We, therefore, conclude that because of public education's constitutionally preferred status in this State, expenditures for public education cannot be reduced under W.Va. Code, 5A-2-23, in the absence of a compelling factual record to demonstrate the necessity therefor.[18]
Because there is an absence of such factual record in this case, we award the writ *137 of mandamus to compel restoration of the expenditures reduced for public education.
Writ Awarded.
HARSHBARGER, Chief Justice, concurring:
I concur in the Court's judgment, but for reasons that I believe to reflect basic West Virginia constitutional law.
A governor's authority to reduce statewide educational budgets in anticipation of a general revenue deficit for any current year, is governed by our Constitution, the written dictate of our people in their most majoritarian sense. We ratified a constitution that defines powers and limits our state government branches. W.Va.Const. art. I, § 2. Any departure from those provisions, whether "under the plea of necessity, or any other plea, is subversive to good government, and tends to anarchy and despotism." W.Va.Const. art. I, § 3. Our Bill of Rights recognizes that "[f]ree government and the blessings of liberty can be preserved to any people only by a ... frequent recurrence to fundamental principles." W.Va.Const. art. III, § 20.
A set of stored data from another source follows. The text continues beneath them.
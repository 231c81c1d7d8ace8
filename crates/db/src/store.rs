//! The video store seam.
//!
//! Services depend on [`VideoStore`] rather than on the pool so the admin and
//! public surfaces can be exercised without a database. [`PgVideoStore`] is
//! the production implementation on top of [`VideoRepo`].

use async_trait::async_trait;
use vidcat_core::error::CoreError;
use vidcat_core::slug::{generate_video_slug, is_well_formed};
use vidcat_core::types::DbId;
use vidcat_core::video::{
    validate_title, ENTITY, VIDEO_NOT_FOUND, VIDEO_NOT_FOUND_OR_UNPUBLISHED,
};

use crate::models::video::{CreateVideo, Video};
use crate::repositories::VideoRepo;
use crate::DbPool;

/// Persistent access to video records.
///
/// Every method is a single backend round trip. Not-found is reported as
/// [`CoreError::NotFound`]; backend failures as [`CoreError::Internal`].
#[async_trait]
pub trait VideoStore: Send + Sync {
    /// Persist a new unpublished video with a freshly generated slug.
    async fn create(&self, title: &str, description: &str) -> Result<Video, CoreError>;

    /// All videos, newest first.
    async fn list_all(&self) -> Result<Vec<Video>, CoreError>;

    /// Published videos, newest first.
    async fn list_published(&self) -> Result<Vec<Video>, CoreError>;

    /// The published video with this slug.
    async fn get_by_slug_published(&self, slug: &str) -> Result<Video, CoreError>;

    /// Set `is_published` on the video with this id. Idempotent.
    async fn publish(&self, id: DbId) -> Result<Video, CoreError>;

    /// Confirm the backend is reachable.
    async fn ping(&self) -> Result<(), CoreError>;
}

/// [`VideoStore`] backed by PostgreSQL.
#[derive(Debug, Clone)]
pub struct PgVideoStore {
    pool: DbPool,
}

impl PgVideoStore {
    pub fn new(pool: DbPool) -> Self {
        Self { pool }
    }
}

#[async_trait]
impl VideoStore for PgVideoStore {
    async fn create(&self, title: &str, description: &str) -> Result<Video, CoreError> {
        let input = CreateVideo {
            title: validate_title(Some(title))?,
            description: description.to_string(),
            video_slug: generate_video_slug(),
        };
        debug_assert!(is_well_formed(&input.video_slug));
        let video = VideoRepo::create(&self.pool, &input)
            .await
            .map_err(|e| internal("create", e))?;
        tracing::info!(video_id = video.id, slug = %video.video_slug, "Video created");
        Ok(video)
    }

    async fn list_all(&self) -> Result<Vec<Video>, CoreError> {
        VideoRepo::list(&self.pool)
            .await
            .map_err(|e| internal("list_all", e))
    }

    async fn list_published(&self) -> Result<Vec<Video>, CoreError> {
        VideoRepo::list_published(&self.pool)
            .await
            .map_err(|e| internal("list_published", e))
    }

    async fn get_by_slug_published(&self, slug: &str) -> Result<Video, CoreError> {
        VideoRepo::find_published_by_slug(&self.pool, slug)
            .await
            .map_err(|e| internal("get_by_slug_published", e))?
            .ok_or_else(|| CoreError::NotFound(VIDEO_NOT_FOUND_OR_UNPUBLISHED.to_string()))
    }

    async fn publish(&self, id: DbId) -> Result<Video, CoreError> {
        let video = VideoRepo::publish(&self.pool, id)
            .await
            .map_err(|e| internal("publish", e))?
            .ok_or_else(|| CoreError::NotFound(VIDEO_NOT_FOUND.to_string()))?;
        tracing::info!(video_id = video.id, "Video published");
        Ok(video)
    }

    async fn ping(&self) -> Result<(), CoreError> {
        crate::health_check(&self.pool)
            .await
            .map_err(|e| internal("ping", e))
    }
}

/// Log a backend failure with full detail and hide it behind
/// [`CoreError::Internal`].
///
/// A unique violation on the slug is a random-collision and is reported the
/// same way; callers may simply retry.
fn internal(operation: &'static str, err: sqlx::Error) -> CoreError {
    if let sqlx::Error::Database(db_err) = &err {
        if db_err.is_unique_violation() {
            tracing::error!(
                entity = ENTITY,
                operation,
                constraint = db_err.constraint().unwrap_or("unknown"),
                "Unique constraint violated, likely a slug collision"
            );
            return CoreError::Internal(format!("{operation}: {db_err}"));
        }
    }
    tracing::error!(entity = ENTITY, operation, error = %err, "Video store query failed");
    CoreError::Internal(format!("{operation}: {err}"))
}
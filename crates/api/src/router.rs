//! Shared application router builder.
//!
//! Provides [`build_app_router`] so both the production binary (`main.rs`)
//! and integration tests (`tests/common/mod.rs`) use the exact same middleware
//! stack.

use std::time::Duration;

use axum::http::header::{AUTHORIZATION, CONTENT_TYPE};
use axum::http::{HeaderName, Method, StatusCode};
use axum::Router;
use tower_http::catch_panic::CatchPanicLayer;
use tower_http::cors::CorsLayer;
use tower_http::request_id::{MakeRequestUuid, PropagateRequestIdLayer, SetRequestIdLayer};
use tower_http::services::ServeDir;
use tower_http::timeout::TimeoutLayer;
use tower_http::trace::{DefaultMakeSpan, DefaultOnResponse, TraceLayer};
use tracing::Level;

use crate::config::ServerConfig;
use crate::middleware::error_body::timeout_error_body;
use crate::routes;
use crate::state::AppState;

/// Build the full application [`Router`] with all middleware layers.
///
/// Anything not matched by `/health` or `/api` is served from
/// `config.static_dir` (gallery, detail page, admin console).
///
/// The middleware stack is applied bottom-up:
///
/// 1. CORS
/// 2. Set request ID on incoming requests
/// 3. Structured request/response tracing
/// 4. Propagate request ID to response
/// 5. JSON body for timeout responses
/// 6. Request timeout
/// 7. Panic recovery (catch panics, return 500)
pub fn build_app_router(state: AppState, config: &ServerConfig) -> Router {
    let cors = build_cors_layer(config);
    let request_id_header = HeaderName::from_static("x-request-id");

    Router::new()
        // Health check at root level (not under /api).
        .merge(routes::health::router())
        .nest("/api", routes::api_routes(config))
        // Static presentation layer.
        .fallback_service(ServeDir::new(&config.static_dir))
        // -- Middleware stack (applied bottom-up) --
        .layer(CatchPanicLayer::new())
        .layer(TimeoutLayer::with_status_code(
            StatusCode::REQUEST_TIMEOUT,
            Duration::from_secs(config.request_timeout_secs),
        ))
        .layer(axum::middleware::map_response(timeout_error_body))
        .layer(PropagateRequestIdLayer::new(request_id_header.clone()))
        .layer(
            TraceLayer::new_for_http()
                .make_span_with(DefaultMakeSpan::new().level(Level::INFO))
                .on_response(DefaultOnResponse::new().level(Level::INFO)),
        )
        .layer(SetRequestIdLayer::new(request_id_header, MakeRequestUuid))
        .layer(cors)
        .with_state(state)
}

/// Build the CORS middleware layer from server configuration.
///
/// Panics at startup if any configured origin is invalid, which is the
/// desired behaviour -- we want misconfiguration to fail fast.
pub fn build_cors_layer(config: &ServerConfig) -> CorsLayer {
    let origins: Vec<_> = config
        .cors_origins
        .iter()
        .map(|o| {
            o.parse()
                .unwrap_or_else(|e| panic!("Invalid CORS origin '{o}': {e}"))
        })
        .collect();

    CorsLayer::new()
        .allow_origin(origins)
        .allow_methods([Method::GET, Method::POST, Method::PUT])
        .allow_headers([CONTENT_TYPE, AUTHORIZATION])
        .allow_credentials(true)
        .max_age(Duration::from_secs(3600))
}
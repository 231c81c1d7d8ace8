//! Handlers for the public `/api/videos` resource.

use axum::extract::{Path, State};
use axum::Json;
use vidcat_db::models::video::PublicVideo;

use crate::error::AppResult;
use crate::state::AppState;

/// GET /api/videos
pub async fn list_videos(State(state): State<AppState>) -> AppResult<Json<Vec<PublicVideo>>> {
    let base = &state.config.video_hosting_base_url;
    let videos = state
        .public
        .list_published_videos()
        .await?
        .into_iter()
        .map(|v| PublicVideo::from_video(v, base))
        .collect();
    Ok(Json(videos))
}

/// GET /api/videos/{slug}
pub async fn get_by_slug(
    State(state): State<AppState>,
    Path(slug): Path<String>,
) -> AppResult<Json<PublicVideo>> {
    let video = state.public.get_video_by_slug(&slug).await?;
    Ok(Json(PublicVideo::from_video(
        video,
        &state.config.video_hosting_base_url,
    )))
}
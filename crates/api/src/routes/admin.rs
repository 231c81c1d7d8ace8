//! Route definitions for the `/admin` surface.

use axum::extract::DefaultBodyLimit;
use axum::routing::{get, post, put};
use axum::Router;

use crate::handlers::admin;
use crate::state::AppState;

/// Routes mounted at `/api/admin`.
///
/// ```text
/// GET /videos         -> list_videos
/// POST /upload        -> upload (body limit: `max_upload_bytes`)
/// PUT /publish/{id}   -> publish
/// ```
pub fn router(max_upload_bytes: usize) -> Router<AppState> {
    Router::new()
        .route("/videos", get(admin::list_videos))
        .route(
            "/upload",
            post(admin::upload).layer(DefaultBodyLimit::max(max_upload_bytes)),
        )
        .route("/publish/{id}", put(admin::publish))
}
One such fundamental principle is the primacy of the Constitution itself, and the separation of powers it effects. W.Va. Const. art. V, § 1; art. VII, § 5; art. VIII, § 1; art. X, § 5. Accord Marbury v. Madison, 1 Cr. (5 V.S.) 137 (1803); Train v. City of New York, 420 U.S. 35, 95 S.Ct. 839, 43 L.Ed.2d 1 (1975). Every elected or appointed official is constitutionally required to swear or affirm his support of and adherence to its terms and conditions. W.Va. Const. art. IV, § 5. If it speaks to a matter, it is decisive.
In 1968, the people of West Virginia ratified a "Modern Budget Amendment", W.Va.Const. art. VI, § 51. It describes functions of governor and legislature in forming and enacting the State's annual budget. We have recognized that the amendment is mandatory, and unambiguous. State ex rel. Bagley v. Blankenship, W.Va., 246 S.E.2d 99 (1978); State ex rel. Browning v. Blankenship, 154 W.Va. 253, 175 S.E.2d 172 (1970).
Subsection B(2) requires a governor to submit annually a budget plan that shows the "estimated surplus or deficit of revenues at the end of each fiscal year." (Emphasis added.) The legislature is prohibited from passing a deficit budget for the next fiscal year. W.Va.Const. art. VI, § 51(B)(5); State ex rel. Bagley v. Blankenship, supra; State ex rel. Trent v. Sims, 138 W.Va. 244, 77 S.E.2d 122 (1953). These are constitutional recognitions that a deficit may occur during a fiscal year.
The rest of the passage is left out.